Al menos 95 casos documentados muestran que prisioneros de guerra liberados por Ucrania fueron reenviados al servicio ruso, a menudo directamente al combate activo, incluso días después de su liberación. Un exprisionero comentó que los recuerdos de la cautividad le provocaban pánico y afectaban su desempeño en combate, lo que, según él, hacía imprudente enviarlo de nuevo al frente.

Abusos en el campo de batalla

Muchos testimonios, especialmente de regimientos formados por antiguos presos, relatan que los soldados temen tanto a las palizas y extorsiones de sus propios comandantes como a morir por el enemigo.

Algunos comandantes usan castigos crueles para imponer disciplina o lucrarse: atan a soldados a árboles, los encierran, los golpean o exigen sobornos por permisos o por evitar misiones mortales. Quienes protestan suelen sufrir represalias adicionales.

Natalya Lukyanchuk, por ejemplo, denunció que su nieto, Danil Sushchikh, quien firmó un contrato para acortar su pena, fue esposado, golpeado, dejado desnudo en una habitación fría y amenazado de muerte. Aun herido en combate, aseguran que los superiores lo maltrataron repetidamente cuando intentó abandonar la unidad al terminar su contrato.

En otras presentaciones aparecen videos y testimonios de soldados atados a árboles, arrojados a fosas, con hematomas, fracturas dentales y latigazos como castigo por criticar a sus mandos. Numerosas denuncias describen extorsiones: comandantes cobran para excluir a soldados de asaltos o exigen parte de las compensaciones estatales por heridas.

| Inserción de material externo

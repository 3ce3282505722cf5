use crate::collection::{Entity, RawItem};
use crate::resource::{PassiveFactory, RawResource, ResourceFactory, ResourceInfo, ResourceSet};
use crate::stanza::Stanza;
use chrono::{DateTime, Utc};
use log::warn;
use serde::Serialize;

/// One leg of a call, typically one registered device.
#[derive(Debug, Clone, PartialEq, Eq, Default, Serialize)]
pub struct Channel {
    pub id: String,
    pub sip_id: Option<String>,
    pub reg_id: Option<String>,
}

#[derive(Debug, Clone, PartialEq, Default, Serialize)]
pub struct Callee {
    pub number: String,
    pub name: String,
    pub jid: Option<String>,
    pub id: Option<String>,
    pub kind: Option<String>,
    pub data: Option<serde_json::Value>,
}

#[derive(Debug, Clone, PartialEq, Default)]
pub struct RawCall {
    pub id: Option<String>,
    pub channels: Vec<Channel>,
    pub state: Option<String>,
    pub direction: Option<String>,
    pub callee: Callee,
    pub info: Option<String>,
    pub duration: Option<i64>,
    pub flags: Vec<String>,
    pub meet: Option<String>,
    pub cause: Option<String>,
    pub resources: Vec<RawResource>,
}

impl RawItem for RawCall {
    const KIND: &'static str = "call";

    fn id(&self) -> Option<&str> {
        self.id.as_deref()
    }
}

impl RawCall {
    pub fn from_stanza(node: &Stanza) -> Self {
        let attr = |key: &str| node.attr(key).map(str::to_string);

        let channels = node
            .descendants("channel")
            .into_iter()
            .map(|c| Channel {
                id: c.attr("id").unwrap_or_default().to_string(),
                sip_id: c.attr("sip_id").map(str::to_string),
                reg_id: c.attr("reg_id").map(str::to_string),
            })
            .collect();

        let data = node.attr("callee_data").and_then(|raw| {
            serde_json::from_str(raw)
                .inspect_err(|e| warn!(target: "Calls", "Ignoring malformed callee_data: {e}"))
                .ok()
        });

        Self {
            id: attr("id"),
            channels,
            state: attr("state"),
            direction: attr("direction"),
            callee: Callee {
                number: node.attr("callee_number").unwrap_or_default().to_string(),
                name: node.attr("callee_name").unwrap_or_default().to_string(),
                jid: attr("callee_jid").filter(|j| !j.is_empty()),
                id: attr("callee_id"),
                kind: attr("callee_type"),
                data,
            },
            info: attr("info").filter(|i| !i.is_empty()),
            duration: node.attr("duration").and_then(|d| d.trim().parse().ok()),
            flags: node
                .attr("flags")
                .map(|f| f.split(';').filter(|s| !s.is_empty()).map(str::to_string).collect())
                .unwrap_or_default(),
            meet: attr("meet").filter(|m| !m.is_empty()),
            cause: attr("cause"),
            resources: node
                .descendants("resource")
                .into_iter()
                .map(RawResource::from_stanza)
                .collect(),
        }
    }

    /// Every `<call/>` below `parent`, in document order.
    pub fn parse_all(parent: &Stanza) -> Vec<Self> {
        parent
            .descendants("call")
            .into_iter()
            .map(Self::from_stanza)
            .collect()
    }
}

#[derive(Debug, Clone, Copy, PartialEq, Eq, Serialize)]
pub enum SimpleStatus {
    Active,
    Ringing,
    Down,
}

/// Everything about a call except its live resources.
#[derive(Debug, Clone, PartialEq, Serialize)]
pub struct CallDetails {
    pub id: String,
    pub channels: Vec<Channel>,
    pub state: String,
    pub direction: String,
    pub callee: Callee,
    pub info: Option<String>,
    pub duration: i64,
    /// When `duration` was received; the live duration grows from here.
    pub duration_base: DateTime<Utc>,
    pub flags: Vec<String>,
    pub meet: Option<String>,
    pub cause: Option<String>,
}

impl CallDetails {
    fn from_raw(raw: &RawCall) -> Self {
        Self {
            id: raw.id.clone().unwrap_or_default(),
            channels: raw.channels.clone(),
            state: raw.state.clone().unwrap_or_default(),
            direction: raw.direction.clone().unwrap_or_default(),
            callee: raw.callee.clone(),
            info: raw.info.clone(),
            duration: raw.duration.unwrap_or_default(),
            duration_base: Utc::now(),
            flags: raw.flags.clone(),
            meet: raw.meet.clone(),
            cause: raw.cause.clone(),
        }
    }

    fn apply(&mut self, raw: &RawCall) {
        self.channels = raw.channels.clone();
        self.callee = raw.callee.clone();
        self.info = raw.info.clone();
        self.duration = raw.duration.unwrap_or_default();
        self.duration_base = Utc::now();
        if let Some(state) = &raw.state {
            self.state = state.clone();
        }
        self.flags = raw.flags.clone();
        self.meet = raw.meet.clone();
        if raw.cause.is_some() {
            self.cause = raw.cause.clone();
        }
    }

    pub fn duration_at(&self, now: DateTime<Utc>) -> i64 {
        self.duration + (now.timestamp() - self.duration_base.timestamp())
    }

    pub fn has_flag(&self, flag: &str) -> bool {
        self.flags.iter().any(|f| f == flag)
    }

    pub fn is_incoming(&self) -> bool {
        self.direction == "incoming"
    }

    pub fn is_outgoing(&self) -> bool {
        self.direction == "outgoing"
    }

    pub fn is_muted(&self) -> bool {
        self.has_flag("muted")
    }

    pub fn is_transferable(&self) -> bool {
        self.has_flag("transferable")
    }

    pub fn is_recorded(&self) -> bool {
        self.has_flag("recorded")
    }

    pub fn is_active(&self) -> bool {
        self.state == "active"
    }

    pub fn is_ringing(&self) -> bool {
        matches!(self.state.as_str(), "ringing" | "early")
    }

    pub fn is_on_hold(&self) -> bool {
        matches!(
            self.state.as_str(),
            "pausing" | "paused" | "onhold" | "held"
        )
    }

    pub fn is_terminated(&self) -> bool {
        self.state == "down"
    }

    pub fn simple_status(&self) -> SimpleStatus {
        if self.is_ringing() {
            SimpleStatus::Ringing
        } else if self.is_terminated() {
            SimpleStatus::Down
        } else {
            SimpleStatus::Active
        }
    }
}

/// Immutable view of a call taken at a point in time.
#[derive(Debug, Clone, PartialEq, Serialize)]
pub struct CallSnapshot {
    pub details: CallDetails,
    pub resources: Vec<ResourceInfo>,
}

impl std::ops::Deref for CallSnapshot {
    type Target = CallDetails;

    fn deref(&self) -> &CallDetails {
        &self.details
    }
}

#[derive(Debug, Clone, PartialEq)]
pub struct CallUpdate {
    pub previous: CallSnapshot,
    /// Resources destroyed because the meet key changed.
    pub invalidated: Vec<ResourceInfo>,
}

#[derive(Debug)]
pub struct Call {
    pub details: CallDetails,
    pub resources: ResourceSet,
}

impl Call {
    /// Builds a call, creating handlers for the resources it arrives with.
    pub fn from_raw_with(raw: RawCall, factory: &dyn ResourceFactory) -> Self {
        let details = CallDetails::from_raw(&raw);
        let mut resources = ResourceSet::new();
        let call_id = details.id.clone();
        resources.add_resources(raw.resources, |r| factory.create_handler(&call_id, r));
        Self { details, resources }
    }

    pub fn snapshot(&self) -> CallSnapshot {
        CallSnapshot {
            details: self.details.clone(),
            resources: self.resources.infos(),
        }
    }

    /// Applies an update. A change of meet key destroys every resource, since
    /// they belong to the previous meeting.
    pub fn update(&mut self, raw: &RawCall) -> CallUpdate {
        let previous = self.snapshot();
        self.details.apply(raw);
        let invalidated = if previous.details.meet != self.details.meet {
            self.resources.destroy_all()
        } else {
            Vec::new()
        };
        CallUpdate {
            previous,
            invalidated,
        }
    }

    /// Destroys every resource and marks the call down.
    pub fn terminate(&mut self, cause: Option<String>) -> Vec<ResourceInfo> {
        let removed = self.resources.destroy_all();
        self.details.state = "down".to_string();
        if cause.is_some() {
            self.details.cause = cause;
        }
        removed
    }
}

impl Entity for Call {
    type Raw = RawCall;

    fn id(&self) -> &str {
        &self.details.id
    }

    fn from_raw(raw: RawCall) -> Self {
        Self::from_raw_with(raw, &PassiveFactory)
    }

    fn update_from_raw(&mut self, raw: RawCall) {
        self.update(&raw);
    }
}
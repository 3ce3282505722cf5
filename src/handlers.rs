use crate::client::Client;
use async_trait::async_trait;
use sbcore::session::TransportError;
use sbcore::stanza::{Stanza, StanzaKind};
use std::sync::atomic::{AtomicU64, Ordering};
use std::sync::{Arc, PoisonError, RwLock};

/// Processes inbound stanzas of one kind.
///
/// Handlers run on the client driver, one stanza at a time, so they must not
/// await a request reply themselves: replies arrive through the same driver.
/// Spawn a task for anything that needs a round trip.
#[async_trait]
pub trait StanzaHandler: Send + Sync {
    /// Returns `true` when the stanza was consumed and lower-ranked handlers
    /// should not see it.
    async fn handle(&self, client: &Arc<Client>, stanza: &Stanza) -> bool;
}

/// Session lifecycle hooks for feature modules.
///
/// `on_disconnected` runs before the public `Disconnected` event, so modules
/// finish tearing down their state before any application listener observes
/// the session loss.
#[async_trait]
pub trait SessionListener: Send + Sync {
    async fn on_connected(&self, _client: &Arc<Client>) {}

    async fn on_disconnected(&self, _client: &Arc<Client>, _error: Option<&TransportError>) {}
}

#[derive(Debug, Clone, Copy, PartialEq, Eq, Hash)]
pub struct HandlerId(u64);

struct Registered {
    id: HandlerId,
    kind: StanzaKind,
    priority: i32,
    handler: Arc<dyn StanzaHandler>,
}

/// Handlers per stanza kind, ordered by ascending priority. Equal ranks keep
/// registration order.
#[derive(Default)]
pub struct HandlerRegistry {
    next_id: AtomicU64,
    handlers: RwLock<Vec<Registered>>,
}

impl HandlerRegistry {
    pub fn new() -> Self {
        Self::default()
    }

    pub fn register(
        &self,
        kind: StanzaKind,
        priority: i32,
        handler: Arc<dyn StanzaHandler>,
    ) -> HandlerId {
        let id = HandlerId(self.next_id.fetch_add(1, Ordering::Relaxed));
        let mut handlers = self
            .handlers
            .write()
            .unwrap_or_else(PoisonError::into_inner);
        let index = handlers.partition_point(|h| h.priority <= priority);
        handlers.insert(
            index,
            Registered {
                id,
                kind,
                priority,
                handler,
            },
        );
        id
    }

    pub fn unregister(&self, id: HandlerId) -> bool {
        let mut handlers = self
            .handlers
            .write()
            .unwrap_or_else(PoisonError::into_inner);
        let before = handlers.len();
        handlers.retain(|h| h.id != id);
        handlers.len() != before
    }

    pub fn handler_count(&self) -> usize {
        self.handlers
            .read()
            .unwrap_or_else(PoisonError::into_inner)
            .len()
    }

    /// Offers the stanza to each handler of its kind until one consumes it.
    pub async fn dispatch(&self, client: &Arc<Client>, stanza: &Stanza) -> bool {
        let Some(kind) = stanza.kind() else {
            return false;
        };
        let candidates: Vec<Arc<dyn StanzaHandler>> = self
            .handlers
            .read()
            .unwrap_or_else(PoisonError::into_inner)
            .iter()
            .filter(|h| h.kind == kind)
            .map(|h| h.handler.clone())
            .collect();

        for handler in candidates {
            if handler.handle(client, stanza).await {
                return true;
            }
        }
        false
    }
}

#[cfg(test)]
mod tests {
    use super::*;
    use crate::config::ClientConfig;
    use crate::transport::mock::MockTransportFactory;
    use sbcore::stanza::StanzaBuilder;
    use std::sync::Mutex;

    struct Recording {
        name: &'static str,
        consume: bool,
        log: Arc<Mutex<Vec<&'static str>>>,
    }

    #[async_trait]
    impl StanzaHandler for Recording {
        async fn handle(&self, _client: &Arc<Client>, _stanza: &Stanza) -> bool {
            self.log.lock().unwrap().push(self.name);
            self.consume
        }
    }

    fn recording(
        name: &'static str,
        consume: bool,
        log: &Arc<Mutex<Vec<&'static str>>>,
    ) -> Arc<dyn StanzaHandler> {
        Arc::new(Recording {
            name,
            consume,
            log: log.clone(),
        })
    }

    #[tokio::test]
    async fn test_dispatch_follows_priority_and_stops_at_first_consumer() {
        let client = Client::new(ClientConfig::default(), Arc::new(MockTransportFactory::new()));
        let registry = HandlerRegistry::new();
        let log = Arc::new(Mutex::new(Vec::new()));

        registry.register(StanzaKind::Message, 100, recording("pubsub", true, &log));
        registry.register(StanzaKind::Message, 10, recording("calls", false, &log));
        registry.register(StanzaKind::Message, 10, recording("queues", true, &log));
        registry.register(StanzaKind::Presence, 1, recording("contacts", true, &log));

        let message = StanzaBuilder::new("message").build();
        assert!(registry.dispatch(&client, &message).await);
        assert_eq!(*log.lock().unwrap(), vec!["calls", "queues"]);
    }

    #[tokio::test]
    async fn test_unregister_removes_handler() {
        let client = Client::new(ClientConfig::default(), Arc::new(MockTransportFactory::new()));
        let registry = HandlerRegistry::new();
        let log = Arc::new(Mutex::new(Vec::new()));

        let id = registry.register(StanzaKind::Iq, 10, recording("calls", true, &log));
        assert_eq!(registry.handler_count(), 1);
        assert!(registry.unregister(id));
        assert!(!registry.unregister(id));

        let iq = StanzaBuilder::new("iq").attr("type", "get").build();
        assert!(!registry.dispatch(&client, &iq).await);
        assert!(log.lock().unwrap().is_empty());
    }
}
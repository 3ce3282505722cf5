use crate::client::Client;
use log::{debug, warn};
use sbcore::stanza::{Stanza, StanzaBuilder};
use std::sync::atomic::Ordering;
use std::time::Duration;
use thiserror::Error;
use tokio::sync::oneshot;
use tokio::time::timeout;

#[derive(Debug, Clone, Copy, PartialEq, Eq)]
pub enum InfoQueryType {
    Set,
    Get,
}

impl InfoQueryType {
    fn as_str(&self) -> &'static str {
        match self {
            InfoQueryType::Set => "set",
            InfoQueryType::Get => "get",
        }
    }
}

/// An iq request with a single `<query xmlns/>` payload.
#[derive(Debug, Clone)]
pub struct InfoQuery {
    pub namespace: String,
    pub query_type: InfoQueryType,
    pub to: Option<String>,
    pub query_attrs: Vec<(String, String)>,
    pub children: Vec<Stanza>,
    pub timeout: Option<Duration>,
}

impl InfoQuery {
    pub fn set(namespace: &str) -> Self {
        Self::new(namespace, InfoQueryType::Set)
    }

    pub fn get(namespace: &str) -> Self {
        Self::new(namespace, InfoQueryType::Get)
    }

    fn new(namespace: &str, query_type: InfoQueryType) -> Self {
        Self {
            namespace: namespace.to_string(),
            query_type,
            to: None,
            query_attrs: Vec::new(),
            children: Vec::new(),
            timeout: None,
        }
    }

    pub fn to(mut self, to: impl Into<String>) -> Self {
        self.to = Some(to.into());
        self
    }

    pub fn attr(mut self, key: impl Into<String>, value: impl Into<String>) -> Self {
        self.query_attrs.push((key.into(), value.into()));
        self
    }

    pub fn child(mut self, child: Stanza) -> Self {
        self.children.push(child);
        self
    }

    pub fn timeout(mut self, timeout: Duration) -> Self {
        self.timeout = Some(timeout);
        self
    }

    pub fn into_stanza(self) -> Stanza {
        let query = StanzaBuilder::new("query")
            .attr("xmlns", self.namespace)
            .attrs(self.query_attrs)
            .children(self.children)
            .build();
        let mut iq = StanzaBuilder::new("iq").attr("type", self.query_type.as_str());
        if let Some(to) = self.to {
            iq = iq.attr("to", to);
        }
        iq.child(query).build()
    }
}

#[derive(Debug, Clone, PartialEq, Eq, Error)]
pub enum RequestError {
    #[error("request timed out")]
    Timeout,
    #[error("client is not connected")]
    NotConnected,
    #[error("transport error: {0}")]
    Transport(String),
    #[error("session was lost before the reply arrived")]
    Disconnected,
    #[error("server error {code}: {reason}")]
    Server { code: u16, reason: String },
    #[error("internal channel closed unexpectedly")]
    InternalChannelClosed,
}

impl RequestError {
    /// Reads `<error code><condition/></error>` from an error reply.
    pub fn from_error_reply(reply: &Stanza) -> Self {
        let Some(error) = reply.get_optional_child("error") else {
            return RequestError::Server {
                code: 0,
                reason: "unknown".to_string(),
            };
        };
        let mut parser = error.attrs();
        let code = parser
            .optional_u64("code")
            .and_then(|code| u16::try_from(code).ok())
            .unwrap_or(0);
        if !parser.ok() {
            warn!(target: "Client/Request", "Malformed error code in reply: {:?}", parser.errors);
        }
        let reason = error
            .children()
            .first()
            .map(|c| c.tag.clone())
            .unwrap_or_else(|| "unknown".to_string());
        RequestError::Server { code, reason }
    }
}

impl Client {
    pub fn generate_request_id(&self) -> String {
        let count = self.id_counter.fetch_add(1, Ordering::Relaxed);
        format!("{}-{}", self.unique_id, count)
    }

    pub async fn send_iq(&self, query: InfoQuery) -> Result<Stanza, RequestError> {
        let within = query.timeout;
        let stanza = query.into_stanza();
        match within {
            Some(within) => self.send_request_timeout(stanza, within).await,
            None => self.send_request(stanza).await,
        }
    }

    /// Sends a request stanza and waits for the `result` or `error` reply with
    /// the same id. An id is assigned when the stanza has none.
    pub async fn send_request(&self, stanza: Stanza) -> Result<Stanza, RequestError> {
        self.send_request_timeout(stanza, self.config.request_timeout())
            .await
    }

    pub async fn send_request_timeout(
        &self,
        mut stanza: Stanza,
        within: Duration,
    ) -> Result<Stanza, RequestError> {
        let req_id = match stanza.id() {
            Some(id) => id.to_string(),
            None => {
                let id = self.generate_request_id();
                stanza.attrs.insert("id".to_string(), id.clone());
                id
            }
        };

        if !self.is_connected() {
            return Err(RequestError::NotConnected);
        }

        let (tx, rx) = oneshot::channel();
        self.response_waiters.insert(req_id.clone(), tx);

        if let Err(e) = self.send(&stanza).await {
            self.response_waiters.remove(&req_id);
            return Err(RequestError::Transport(e.to_string()));
        }

        match timeout(within, rx).await {
            Ok(Ok(Ok(reply))) => {
                if reply.stanza_type() == Some("error") {
                    return Err(RequestError::from_error_reply(&reply));
                }
                Ok(reply)
            }
            Ok(Ok(Err(e))) => Err(e),
            Ok(Err(_)) => Err(RequestError::InternalChannelClosed),
            Err(_) => {
                self.response_waiters.remove(&req_id);
                Err(RequestError::Timeout)
            }
        }
    }

    /// Hands a `result`/`error` reply to its waiter. Returns `false` when no
    /// request is waiting for it.
    pub(crate) fn handle_response(&self, stanza: &Stanza) -> bool {
        if !matches!(stanza.stanza_type(), Some("result") | Some("error")) {
            return false;
        }
        let Some(id) = stanza.id() else {
            return false;
        };
        if let Some((_, waiter)) = self.response_waiters.remove(id) {
            if waiter.send(Ok(stanza.clone())).is_err() {
                warn!(target: "Client/Request", "Waiter for {id} dropped before the reply arrived");
            }
            return true;
        }
        false
    }

    /// Fails every outstanding request; their replies can no longer arrive.
    pub(crate) fn fail_pending_requests(&self) {
        let ids: Vec<String> = self
            .response_waiters
            .iter()
            .map(|entry| entry.key().clone())
            .collect();
        if !ids.is_empty() {
            debug!(target: "Client/Request", "Failing {} pending requests", ids.len());
        }
        for id in ids {
            if let Some((_, waiter)) = self.response_waiters.remove(&id) {
                let _ = waiter.send(Err(RequestError::Disconnected));
            }
        }
    }
}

La práctica de dar órdenes que exponen deliberadamente a ciertos soldados a la muerte tiene un nombre entre las tropas: obnuleniye, o “eliminación”. Puede implicar enviar a soldados desarmados o mal protegidos a misiones pensadas para que no regresen, o incluso asesinarlos directamente por castigo o venganza. La palabra aparece en al menos 44 denuncias y más de 100 quejas mencionan amenazas directas de mando para matar a un soldado.

Una denuncia conjunta de familiares acusó a comandantes de la unidad militar N.o 36994 de matar a más de 300 de sus propios soldados en el frente, apropiarse de teléfonos y enterrar cuerpos en lugares remotos o destruirlos con explosivos para ocultar pruebas, entregando solo fragmentos a las familias en ataúdes de zinc, según la presentación.

El soldado Said Murtazaliyev, de 18 años, grabó un video en el que decía que su comandante había recaudado unos 15.000 dólares entre los soldados para evitar que fueran enviados a un asalto mortal y, aun así, lo envió a él a esa misión. Su madre, Leila Nakhshunova, publicó el video y lo remitió a The Times; desde el 7 de marzo no se sabe nada de él.

Familias como la de Svetlana Popova buscan respuestas sobre la muerte o desaparición de sus hijos. En varios casos, los informes oficiales sobre la causa de la muerte han sido contradictorios y los cuerpos devueltos presentaban heridas graves que las autoridades atribuyeron a procedimientos médicos o autopsias, afirmaciones que los familiares cuestionan.

Las miles de quejas acumuladas reflejan la falta de transparencia y la ausencia de cierre para los familiares de soldados rusos desaparecidos o fallecidos, así como una cultura de impunidad en algunas unidades que, según las denuncias, ha permitido abusos sistemáticos.